Exercise prompt ▸
Stop after the line containing "Specification of a NodePool": print each line exactly from the first line of the listing up to that point.
START Task input
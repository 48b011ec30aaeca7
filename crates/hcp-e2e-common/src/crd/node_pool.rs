//! NodePool resource: a group of guest worker nodes of one HostedCluster

use std::collections::BTreeMap;

use kube::CustomResource;
use serde::{Deserialize, Serialize};

use super::types::{Condition, PlatformType, Release};

/// Specification of a NodePool
#[derive(CustomResource, Clone, Debug, Default, Deserialize, Serialize, PartialEq)]
#[kube(
    group = "hypershift.openshift.io",
    version = "v1beta1",
    kind = "NodePool",
    plural = "nodepools",
    namespaced,
    status = "NodePoolStatus",
    schema = "disabled"
)]
#[serde(rename_all = "camelCase")]
pub struct NodePoolSpec {
    /// Name of the HostedCluster in the same namespace
    pub cluster_name: String,

    /// Desired node count
    #[serde(default, skip_serializing_if = "Option::is_none")]
    pub replicas: Option<i32>,

    /// Release the nodes run
    pub release: Release,

    /// Platform of the nodes
    pub platform: NodePoolPlatform,

    /// Upgrade and repair behaviour
    pub management: NodePoolManagement,

    /// Fields not modelled here, preserved verbatim
    #[serde(flatten)]
    pub extra: BTreeMap<String, serde_json::Value>,
}

/// Platform section of a NodePool
#[derive(Clone, Debug, Default, Deserialize, Serialize, PartialEq)]
pub struct NodePoolPlatform {
    /// Platform type, matching the HostedCluster's
    #[serde(rename = "type")]
    pub type_: PlatformType,

    /// Fields not modelled here, preserved verbatim
    #[serde(flatten)]
    pub extra: BTreeMap<String, serde_json::Value>,
}

/// NodePool lifecycle management
#[derive(Clone, Debug, Deserialize, Serialize, PartialEq, Eq)]
#[serde(rename_all = "camelCase")]
pub struct NodePoolManagement {
    /// "Replace" or "InPlace"
    pub upgrade_type: String,

    /// Replace unhealthy nodes automatically
    #[serde(default)]
    pub auto_repair: bool,

    /// Fields not modelled here, preserved verbatim
    #[serde(flatten)]
    pub extra: BTreeMap<String, serde_json::Value>,
}

impl Default for NodePoolManagement {
    fn default() -> Self {
        Self {
            upgrade_type: "Replace".to_string(),
            auto_repair: false,
            extra: BTreeMap::new(),
        }
    }
}

/// Observed state of a NodePool
#[derive(Clone, Debug, Default, Deserialize, Serialize, PartialEq)]
pub struct NodePoolStatus {
    /// Nodes currently joined
    #[serde(default)]
    pub replicas: i32,

    /// Conditions reported by the operator
    #[serde(default, skip_serializing_if = "Vec::is_empty")]
    pub conditions: Vec<Condition>,

    /// Fields not modelled here, preserved verbatim
    #[serde(flatten)]
    pub extra: BTreeMap<String, serde_json::Value>,
}

#[cfg(test)]
mod tests {
    use super::*;

    #[test]
    fn management_and_status_keep_unknown_fields() {
        let raw = serde_json::json!({
            "apiVersion": "hypershift.openshift.io/v1beta1",
            "kind": "NodePool",
            "metadata": {"name": "demo-us-east-1a", "namespace": "clusters"},
            "spec": {
                "clusterName": "demo",
                "replicas": 2,
                "release": {"image": "quay.io/release:4.17"},
                "platform": {"type": "AWS", "aws": {"instanceType": "m5.large"}},
                "management": {
                    "upgradeType": "Replace",
                    "autoRepair": false,
                    "replace": {"strategy": "RollingUpdate"}
                }
            },
            "status": {"replicas": 2, "version": "4.17.0"}
        });

        let pool: NodePool = serde_json::from_value(raw.clone()).unwrap();
        assert_eq!(pool.spec.management.upgrade_type, "Replace");
        assert_eq!(serde_json::to_value(&pool).unwrap(), raw);
    }
}
//! Checks run against a ready cluster
//!
//! The pure helpers ([`crashing_pods`], [`pods_off_control_plane_nodes`])
//! turn pod lists into violation messages. The `ensure_*` functions act on a
//! live cluster and fail the calling step when the cluster does not behave.

use std::collections::{BTreeMap, BTreeSet};

use k8s_openapi::api::core::v1::{Container, Namespace, Pod, PodSpec, Secret, SecurityContext};
use k8s_openapi::ByteString;
use kube::api::ObjectMeta;
use kube::ResourceExt;
use tracing::{debug, info, warn};

use hcp_e2e_common::crd::{HostedCluster, HtpasswdProvider, IdentityProvider, SecretReference};
use hcp_e2e_common::kube_utils::CONDITION_AVAILABLE;
use hcp_e2e_common::object::ObjectKey;
use hcp_e2e_common::{Error, Result};

use crate::client::GuestClient;
use crate::context::StepContext;
use crate::mutate::update_object;

/// Waiting reason of a container the kubelet keeps restarting
pub const CRASH_LOOP_BACK_OFF: &str = "CrashLoopBackOff";

/// Guest namespace the pod security admission check creates its pod in
pub const PSA_CHECK_NAMESPACE: &str = "e2e-psa-check";

/// Etcd member queried for raw values
pub const ETCD_POD: &str = "etcd-0";
const ETCD_CONTAINER: &str = "etcd";

/// Prefix etcd stores KMS-encrypted values under
pub const KMS_ENCRYPTION_PREFIX: &[u8] = b"k8s:enc:kms:v1:";

/// Identity provider added by [`ensure_oauth_identity_provider`]
pub const E2E_IDENTITY_PROVIDER: &str = "e2e-htpasswd";

/// `htpasswd` entry for `e2e-user` (SHA1 of `e2e-oauth-password`)
const HTPASSWD_ENTRY: &str = "e2e-user:{SHA}ANsWzGf6vHrvkcTxilNyqtmjLSU=";

/// Pods crash looping or restarted more than `max_restarts` times
pub fn crashing_pods(pods: &[Pod], max_restarts: i32) -> Vec<String> {
    let mut crashing = Vec::new();
    for pod in pods {
        let statuses = pod
            .status
            .iter()
            .flat_map(|s| s.container_statuses.iter().flatten());
        for status in statuses {
            let waiting_reason = status
                .state
                .as_ref()
                .and_then(|s| s.waiting.as_ref())
                .and_then(|w| w.reason.as_deref());
            if waiting_reason == Some(CRASH_LOOP_BACK_OFF) {
                crashing.push(format!(
                    "container {} of pod {} is in {CRASH_LOOP_BACK_OFF}",
                    status.name,
                    pod.name_any()
                ));
            } else if status.restart_count > max_restarts {
                crashing.push(format!(
                    "container {} of pod {} restarted {} times (limit {max_restarts})",
                    status.name,
                    pod.name_any(),
                    status.restart_count
                ));
            }
        }
    }
    crashing
}
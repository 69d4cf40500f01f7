//! Thorp-shuffle round function
//!
//! Each round maps a `source` value and a round index to a single
//! pseudorandom bit:
//!
//! ```text
//! mask   = AES(round_key,  le(round))
//! target = AES(source_key, le(source) ^ mask)
//! bit    = target[0] & 1
//! ```
//!
//! `source_key` and `round_key` are HMAC-SHA-256 digests of the master key
//! over two distinct labels, so neither AES instance ever sees the other's key.

use crate::{
    bits::BitPartition,
    config::FpeConfig,
    feistel::RoundFunction,
    primitives::{block_to_u64, derive_subkey, u64_to_block, xor_in_place, BlockCipherKind, RoundCipher},
    Result,
};
use zeroize::Zeroizing;

/// Label for the sub-key that mixes the source value
pub const SOURCE_KEY_LABEL: &[u8] = b"for key";

/// Label for the sub-key that masks by round index
pub const ROUND_KEY_LABEL: &[u8] = b"for round";

/// Keyed pseudorandom bit oracle over `(source, round)`
#[derive(Clone, Debug)]
pub struct ThorpShuffle {
    domain_size: u64,
    partition: BitPartition,
    source_cipher: RoundCipher,
    round_cipher: RoundCipher,
}

impl ThorpShuffle {
    /// Create a round function over `[0, domain_size)` with the default AES-128 cipher
    pub fn new(domain_size: u64, raw_key: impl AsRef<[u8]>) -> Result<Self> {
        Self::with_config(domain_size, raw_key, &FpeConfig::default())
    }

    /// Create a round function with explicit configuration
    pub fn with_config(domain_size: u64, raw_key: impl AsRef<[u8]>, config: &FpeConfig) -> Result<Self> {
        let partition = BitPartition::for_domain(domain_size)?;
        let raw_key = raw_key.as_ref();

        // Sub-keys are wiped as soon as the key schedules exist
        let source_key = derive_subkey(raw_key, SOURCE_KEY_LABEL)?;
        let source_cipher = RoundCipher::new(config.cipher, &source_key)?;
        drop(source_key);

        let round_key = derive_subkey(raw_key, ROUND_KEY_LABEL)?;
        let round_cipher = RoundCipher::new(config.cipher, &round_key)?;
        drop(round_key);

        Ok(Self {
            domain_size,
            partition,
            source_cipher,
            round_cipher,
        })
    }

    pub fn domain_size(&self) -> u64 {
        self.domain_size
    }

    pub fn source_bits(&self) -> u32 {
        self.partition.source_bits()
    }

    pub fn target_bits(&self) -> u32 {
        self.partition.target_bits()
    }

    pub fn partition(&self) -> BitPartition {
        self.partition
    }

    pub fn cipher(&self) -> BlockCipherKind {
        self.source_cipher.kind()
    }

    /// Pseudorandom bit for `source` at `round`
    pub fn bit(&self, source: u64, round: u32) -> u64 {
        let mut mask = Zeroizing::new(u64_to_block(u64::from(round)));
        self.round_cipher.encrypt_block(&mut mask);

        let mut block = Zeroizing::new(u64_to_block(source));
        xor_in_place(&mut block, &mask);
        self.source_cipher.encrypt_block(&mut block);

        block_to_u64(&block) & 1
    }
}

impl RoundFunction for ThorpShuffle {
    fn f(&self, source: u64, round: u32) -> u64 {
        self.bit(source, round)
    }

    fn domain_size(&self) -> u64 {
        self.domain_size
    }

    fn source_bits(&self) -> u32 {
        self.partition.source_bits()
    }

    fn target_bits(&self) -> u32 {
        self.partition.target_bits()
    }
}
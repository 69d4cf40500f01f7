//! # FPE Demo
//!
//! Builds a format-preserving cipher over a small domain and prints the
//! permutation it induces, in both directions:
//!
//! ```text
//! Encryption:
//!  0 -> 13
//!  1 ->  4
//!  ...
//! Decryption:
//!  0 ->  6
//!  ...
//! ```
//!
//! Every printed row is checked to round-trip before the tables are written.

pub mod config;
pub mod error;

pub use config::{CliConfig, KeySource};
pub use error::{CliError, Result};

use fpe_crypto::{FeistelCipher, RoundFunction};
use std::io::Write;
use tracing::{debug, info};

/// Direction of a printed table
#[derive(Clone, Copy, Debug, PartialEq, Eq)]
pub enum Direction {
    Encrypt,
    Decrypt,
}

impl Direction {
    fn heading(&self) -> &'static str {
        match self {
            Self::Encrypt => "Encryption:",
            Self::Decrypt => "Decryption:",
        }
    }
}

/// Build the cipher described by `config`
pub fn build_cipher(config: &CliConfig) -> Result<FeistelCipher> {
    config.validate()?;
    let key = config.key.resolve()?;
    Ok(FeistelCipher::with_config(config.domain_size, &key, &config.fpe_config())?)
}

/// Check `decrypt(encrypt(i)) == i` for the first `rows` values
pub fn verify_roundtrip<F: RoundFunction>(cipher: &FeistelCipher<F>, rows: u64) -> Result<()> {
    for value in 0..rows {
        let encrypted = cipher.encrypt(value)?;
        let decrypted = cipher.decrypt(encrypted)?;
        if decrypted != value {
            return Err(CliError::RoundTrip {
                value,
                encrypted,
                decrypted,
            });
        }
    }
    debug!(rows, "round-trip verified");
    Ok(())
}

/// Render `i -> f(i)` rows for the first `rows` values, right-aligned
pub fn render_table<F: RoundFunction>(
    cipher: &FeistelCipher<F>,
    direction: Direction,
    rows: u64,
) -> Result<String> {
    let width = (cipher.domain_size() - 1).to_string().len();
    let mut table = String::new();
    table.push_str(direction.heading());
    table.push('\n');

    for value in 0..rows {
        let mapped = match direction {
            Direction::Encrypt => cipher.encrypt(value)?,
            Direction::Decrypt => cipher.decrypt(value)?,
        };
        table.push_str(&format!("{:>width$} -> {:>width$}\n", value, mapped, width = width));
    }
    Ok(table)
}

/// Build, verify and print both tables
pub fn run(config: &CliConfig, out: &mut impl Write) -> Result<()> {
    let cipher = build_cipher(config)?;
    let rows = config.rows();

    info!(
        domain_size = config.domain_size,
        cipher = %config.cipher,
        rows,
        "printing permutation"
    );
    if rows < config.domain_size {
        info!("table truncated to {} of {} values", rows, config.domain_size);
    }

    verify_roundtrip(&cipher, rows)?;

    writeln!(out, "Test Format Preserving Feistel Cipher:")?;
    out.write_all(render_table(&cipher, Direction::Encrypt, rows)?.as_bytes())?;
    out.write_all(render_table(&cipher, Direction::Decrypt, rows)?.as_bytes())?;
    out.flush()?;
    Ok(())
}

#[cfg(test)]
mod tests {
    use super::*;
    use fpe_crypto::BlockCipherKind;
    use rstest::rstest;

    #[test_log::test]
    fn test_run_reference_tables() {
        let mut out = Vec::new();
        run(&CliConfig::default(), &mut out).unwrap();
        let text = String::from_utf8(out).unwrap();

        let lines: Vec<&str> = text.lines().collect();
        assert_eq!(lines[0], "Test Format Preserving Feistel Cipher:");
        assert_eq!(lines[1], "Encryption:");
        assert_eq!(lines[2], " 0 -> 13");
        assert_eq!(lines[3], " 1 ->  4");
        assert_eq!(lines[19], "Decryption:");
        assert_eq!(lines[20], " 0 ->  6");
        assert_eq!(lines.len(), 1 + 2 * 18);
    }

    #[rstest]
    #[case(BlockCipherKind::Aes128)]
    #[case(BlockCipherKind::Aes192)]
    #[case(BlockCipherKind::Aes256)]
    fn test_tables_are_permutations(#[case] cipher_kind: BlockCipherKind) {
        let config = CliConfig {
            domain_size: 50,
            cipher: cipher_kind,
            ..Default::default()
        };
        let cipher = build_cipher(&config).unwrap();
        let table = render_table(&cipher, Direction::Encrypt, config.rows()).unwrap();

        let mut mapped: Vec<u64> = table
            .lines()
            .skip(1)
            .map(|line| line.split("->").nth(1).unwrap().trim().parse().unwrap())
            .collect();
        mapped.sort_unstable();
        assert_eq!(mapped, (0..50).collect::<Vec<u64>>());
    }

    #[test]
    fn test_limit_truncates_rows() {
        let config = CliConfig {
            domain_size: 1_000_000,
            limit: 5,
            ..Default::default()
        };
        let mut out = Vec::new();
        run(&config, &mut out).unwrap();
        let text = String::from_utf8(out).unwrap();
        assert_eq!(text.lines().count(), 1 + 2 * 6);
        assert!(text.contains("     0 -> "));
    }

    #[test]
    fn test_invalid_domain_surfaces() {
        let config = CliConfig {
            domain_size: 0,
            ..Default::default()
        };
        let err = run(&config, &mut Vec::new()).unwrap_err();
        assert!(matches!(err, CliError::Crypto(ref e) if e.is_domain_error()));
    }
}
//! Cipher configuration

use crate::primitives::BlockCipherKind;
use serde::{Deserialize, Serialize};

/// Options for building a format-preserving cipher
#[derive(Clone, Copy, Debug, Default, PartialEq, Eq, Serialize, Deserialize)]
#[serde(default)]
pub struct FpeConfig {
    /// Block cipher used inside the round function
    pub cipher: BlockCipherKind,
}

impl FpeConfig {
    /// Create a config using the given block cipher
    pub fn new(cipher: BlockCipherKind) -> Self {
        Self { cipher }
    }

    /// Set the block cipher
    pub fn with_cipher(mut self, cipher: BlockCipherKind) -> Self {
        self.cipher = cipher;
        self
    }
}
//! Error types for the fpe-crypto crate

use thiserror::Error;

/// Result type alias using `FpeError`
pub type Result<T> = std::result::Result<T, FpeError>;

/// Errors that can occur while building or using a format-preserving cipher
#[derive(Error, Debug)]
pub enum FpeError {
    /// Domain size cannot be represented by the cipher
    #[error("invalid domain size {domain_size}: {reason}")]
    InvalidDomain { domain_size: u64, reason: String },

    /// Input value does not belong to [0, domain_size)
    #[error("value {value} is out of domain [0, {domain_size})")]
    OutOfDomain { value: u64, domain_size: u64 },

    /// Round function bit widths do not fit the Feistel construction
    #[error("invalid bit partition: {0}")]
    InvalidPartition(String),

    /// Underlying MAC or block cipher refused to initialize
    #[error("primitive failure: {0}")]
    Primitive(String),

    /// Invalid key format or length
    #[error("invalid key: {0}")]
    InvalidKey(String),

    /// Unrecognized block cipher name
    #[error("unknown block cipher: {0}")]
    UnknownCipher(String),

    /// Base64 decode error
    #[error("base64 decode error: {0}")]
    Base64Decode(#[from] base64::DecodeError),

    /// Hex decode error
    #[error("hex decode error: {0}")]
    HexDecode(#[from] hex::FromHexError),
}

impl FpeError {
    /// Check if this error concerns the domain (bad domain size or bad input value)
    pub fn is_domain_error(&self) -> bool {
        matches!(self, Self::InvalidDomain { .. } | Self::OutOfDomain { .. })
    }

    /// Check if this error came from a cryptographic primitive
    pub fn is_primitive_error(&self) -> bool {
        matches!(self, Self::Primitive(_))
    }

    pub(crate) fn invalid_domain(domain_size: u64, reason: impl Into<String>) -> Self {
        Self::InvalidDomain {
            domain_size,
            reason: reason.into(),
        }
    }
}
//! Key material for the format-preserving cipher
//!
//! - `FpeKey`: the caller's master secret, arbitrary length
//! - `SubKey`: an HMAC-derived key feeding one AES instance of the round function
//!
//! Both wipe their bytes on drop.

use crate::{FpeError, Result};
use rand::rngs::OsRng;
use zeroize::{Zeroize, ZeroizeOnDrop};

/// Size of a derived sub-key in bytes (one HMAC-SHA-256 digest)
pub const SUBKEY_SIZE: usize = 32;

/// Size of a generated master key in bytes
pub const GENERATED_KEY_SIZE: usize = 32;

/// A master key from which the round-function sub-keys are derived
#[derive(Clone, Zeroize, ZeroizeOnDrop)]
pub struct FpeKey {
    bytes: Vec<u8>,
}

impl FpeKey {
    /// Generate a new random master key
    pub fn generate() -> Self {
        let mut bytes = vec![0u8; GENERATED_KEY_SIZE];
        rand::RngCore::fill_bytes(&mut OsRng, &mut bytes);
        Self { bytes }
    }

    /// Create a master key from raw bytes
    pub fn from_bytes(bytes: &[u8]) -> Result<Self> {
        if bytes.is_empty() {
            return Err(FpeError::InvalidKey("master key must not be empty".to_string()));
        }
        Ok(Self {
            bytes: bytes.to_vec(),
        })
    }

    /// Decode from hex
    pub fn from_hex(s: &str) -> Result<Self> {
        let mut bytes = hex::decode(s.trim())?;
        let key = Self::from_bytes(&bytes);
        bytes.zeroize();
        key
    }

    /// Decode from base64
    pub fn from_base64(s: &str) -> Result<Self> {
        use base64::Engine;
        let mut bytes = base64::engine::general_purpose::STANDARD.decode(s.trim())?;
        let key = Self::from_bytes(&bytes);
        bytes.zeroize();
        key
    }

    /// Get the key bytes
    pub fn as_bytes(&self) -> &[u8] {
        &self.bytes
    }

    pub fn len(&self) -> usize {
        self.bytes.len()
    }

    pub fn is_empty(&self) -> bool {
        self.bytes.is_empty()
    }
}

impl AsRef<[u8]> for FpeKey {
    fn as_ref(&self) -> &[u8] {
        &self.bytes
    }
}

impl std::fmt::Debug for FpeKey {
    fn fmt(&self, f: &mut std::fmt::Formatter<'_>) -> std::fmt::Result {
        write!(f, "FpeKey(<{} bytes redacted>)", self.bytes.len())
    }
}

/// A derived sub-key, truncated to the block cipher key size when used
#[derive(Zeroize, ZeroizeOnDrop)]
pub struct SubKey {
    bytes: [u8; SUBKEY_SIZE],
}

impl SubKey {
    pub(crate) fn new(bytes: [u8; SUBKEY_SIZE]) -> Self {
        Self { bytes }
    }

    /// Get the key bytes
    pub fn as_bytes(&self) -> &[u8; SUBKEY_SIZE] {
        &self.bytes
    }

    /// The first `len` bytes, as consumed by a block cipher of that key size
    pub fn prefix(&self, len: usize) -> &[u8] {
        &self.bytes[..len.min(SUBKEY_SIZE)]
    }
}

impl std::fmt::Debug for SubKey {
    fn fmt(&self, f: &mut std::fmt::Formatter<'_>) -> std::fmt::Result {
        f.write_str("SubKey(<redacted>)")
    }
}
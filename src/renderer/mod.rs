//! Rendering module
//!
//! The game draws through a small 2D surface trait. The browser build backs
//! it with a canvas 2D context; tests use a recording fake.

#[cfg(target_arch = "wasm32")]
pub mod canvas;
pub mod presenter;

#[cfg(target_arch = "wasm32")]
pub use canvas::CanvasSurface;
pub use presenter::render;

/// Text extents needed to centre a string
#[derive(Debug, Clone, Copy, Default, PartialEq)]
pub struct TextMetrics {
    pub width: f64,
    pub descent: f64,
}

/// A 2D drawing surface
pub trait Surface {
    /// Bitmap type this surface can draw
    type Image;

    /// Surface size in its own pixels
    fn size(&self) -> (f64, f64);
    fn clear(&mut self);
    fn fill_rect(&mut self, x: f64, y: f64, w: f64, h: f64, color: &str);
    fn draw_image(&mut self, image: &Self::Image, x: f64, y: f64, w: f64, h: f64);
    fn measure_text(&mut self, text: &str, font: &str) -> TextMetrics;
    fn fill_text(&mut self, text: &str, x: f64, y: f64, font: &str, color: &str);

    /// Save the current transform
    fn push_transform(&mut self);
    /// Restore the last saved transform
    fn pop_transform(&mut self);
    fn translate(&mut self, x: f64, y: f64);
    fn rotate(&mut self, radians: f64);
    fn scale(&mut self, sx: f64, sy: f64);
}
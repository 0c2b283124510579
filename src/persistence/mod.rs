//! Score ceiling persistence
//!
//! A single float survives across rounds: the score that counts as a win.
//! Persisted to LocalStorage on the web, kept in memory elsewhere.

use anyhow::{Context, Result};

use crate::consts::{CEILING_GROWTH, DEFAULT_MAX_SCORE};

/// Storage for the persisted score ceiling
pub trait CeilingStore {
    /// Stored ceiling, `None` if absent or unreadable
    fn load(&self) -> Option<f64>;
    fn save(&mut self, value: f64);
}

/// Parse a stored ceiling. Only finite positive values are accepted.
pub fn parse_ceiling(raw: &str) -> Result<f64> {
    let value: f64 = serde_json::from_str(raw.trim())
        .with_context(|| format!("stored ceiling {raw:?} is not a number"))?;
    anyhow::ensure!(
        value.is_finite() && value > 0.0,
        "stored ceiling {value} is out of range"
    );
    Ok(value)
}

/// Ceiling for a new round
pub fn read_ceiling(store: &dyn CeilingStore) -> f64 {
    store.load().unwrap_or(DEFAULT_MAX_SCORE)
}

/// Grow the ceiling after a win and persist it. Returns the new value.
pub fn grow_ceiling(store: &mut dyn CeilingStore, current: f64) -> f64 {
    let next = current * CEILING_GROWTH;
    store.save(next);
    log::info!("Score ceiling raised {current} -> {next}");
    next
}

/// In-memory store (native builds and tests)
#[derive(Debug, Clone, Default)]
pub struct MemoryStore {
    pub value: Option<f64>,
}

impl MemoryStore {
    pub fn new() -> Self {
        Self::default()
    }

    pub fn with_value(value: f64) -> Self {
        Self { value: Some(value) }
    }
}

impl CeilingStore for MemoryStore {
    fn load(&self) -> Option<f64> {
        self.value.filter(|v| v.is_finite() && *v > 0.0)
    }

    fn save(&mut self, value: f64) {
        self.value = Some(value);
    }
}

/// LocalStorage-backed store (WASM only)
#[cfg(target_arch = "wasm32")]
#[derive(Debug, Clone)]
pub struct LocalStorageStore {
    key: String,
}

#[cfg(target_arch = "wasm32")]
impl LocalStorageStore {
    pub fn new(key: impl Into<String>) -> Self {
        Self { key: key.into() }
    }

    fn storage() -> Result<web_sys::Storage> {
        web_sys::window()
            .context("no window")?
            .local_storage()
            .map_err(|e| anyhow::anyhow!("local storage unavailable: {e:?}"))?
            .context("local storage disabled")
    }

    fn try_load(&self) -> Result<Option<f64>> {
        let raw = Self::storage()?
            .get_item(&self.key)
            .map_err(|e| anyhow::anyhow!("read {} failed: {e:?}", self.key))?;
        raw.map(|raw| parse_ceiling(&raw)).transpose()
    }

    fn try_save(&self, value: f64) -> Result<()> {
        let json = serde_json::to_string(&value)?;
        Self::storage()?
            .set_item(&self.key, &json)
            .map_err(|e| anyhow::anyhow!("write {} failed: {e:?}", self.key))
    }
}

#[cfg(target_arch = "wasm32")]
impl CeilingStore for LocalStorageStore {
    fn load(&self) -> Option<f64> {
        match self.try_load() {
            Ok(value) => value,
            Err(e) => {
                log::warn!("Ignoring stored ceiling: {e:#}");
                None
            }
        }
    }

    fn save(&mut self, value: f64) {
        if let Err(e) = self.try_save(value) {
            log::warn!("Could not persist ceiling: {e:#}");
        }
    }
}

#[cfg(test)]
mod tests {
    use super::*;

    #[test]
    fn test_default_ceiling() {
        assert_eq!(read_ceiling(&MemoryStore::new()), 500.0);
    }

    #[test]
    fn test_win_grows_ceiling() {
        let mut store = MemoryStore::new();
        let ceiling = read_ceiling(&store);
        let next = grow_ceiling(&mut store, ceiling);
        assert!((next - 650.0).abs() < 1e-9);
        assert_eq!(read_ceiling(&store), next);
    }

    #[test]
    fn test_parse_ceiling() {
        assert_eq!(parse_ceiling("650").unwrap(), 650.0);
        assert_eq!(parse_ceiling(" 845.0 ").unwrap(), 845.0);
        assert!(parse_ceiling("abc").is_err());
        assert!(parse_ceiling("-3").is_err());
        assert!(parse_ceiling("0").is_err());
    }

    #[test]
    fn test_invalid_memory_value_falls_back() {
        let store = MemoryStore::with_value(f64::NAN);
        assert_eq!(read_ceiling(&store), DEFAULT_MAX_SCORE);
    }
}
END Task input
Response to the task ▸
repository 48b011ec30aaeca7
filename crates/hcp-e2e-common/src/crd/node_pool.rs
//! NodePool resource: a group of guest worker nodes of one HostedCluster

use std::collections::BTreeMap;

use kube::CustomResource;
use serde::{Deserialize, Serialize};

use super::types::{Condition, PlatformType, Release};

/// Specification of a NodePool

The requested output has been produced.